Existem medicamentos para tratar o problema, especialmente os que diminuem o linear para a excitação. Porém, na maioria das vezes a origem da disfunção é de fundo emocional. Um possível motivo da ejaculação precoce pode ser a ansiedade.

Outra forma de tratamento é a psicoterapia. Na realidade, os medicamentos proporcionam um retardamento da ejaculação, o que corresponde a um efeito colateral do remédio. Porém, muitas vezes a pessoa quando deixa de tomar o fármaco volta a sofrer do incômodo. Acredito que o motivo do mal esteja relacionado à expectativa que o indivíduo tem do ato sexual. Eu desconheço a possibilidade da relação com fatores hereditários. Não há comprovação científica.
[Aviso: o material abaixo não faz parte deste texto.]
//! Configuration module
//!
//! Handles user configuration (`config.toml` in the platform config directory)
//! that selects settings-file parsing and writing policies.

mod settings;

pub use settings::*;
Considero, em muitos casos, que haja necessidade de um tratamento psicológico aos pacientes, pois em inúmeras vezes a disfunção sexual da ejaculação precoce precisa ter uma abordagem multidisciplinar. A tentativa de tratar apenas com remédios pode não funcionar.

Sendo assim, precisa existir um cuidado integral, principalmente quando se pensa que a atividade sexual está bastante ligada ao bem-estar do relacionamento e do casal. Se o indivíduo apresenta uma ejaculação precoce e aquilo pode ser um fator de atrito para ele, para sua vida conjugal, isto influenciará significativamente na vida desta pessoa.

Enfim, trata-se de algo muito importante, que não deve ser tratado apenas por um especialista. A abordagem deve ser múltipla, com ênfase na questão psicológica, que acredito ser uma das principais causas da ejaculação precoce”.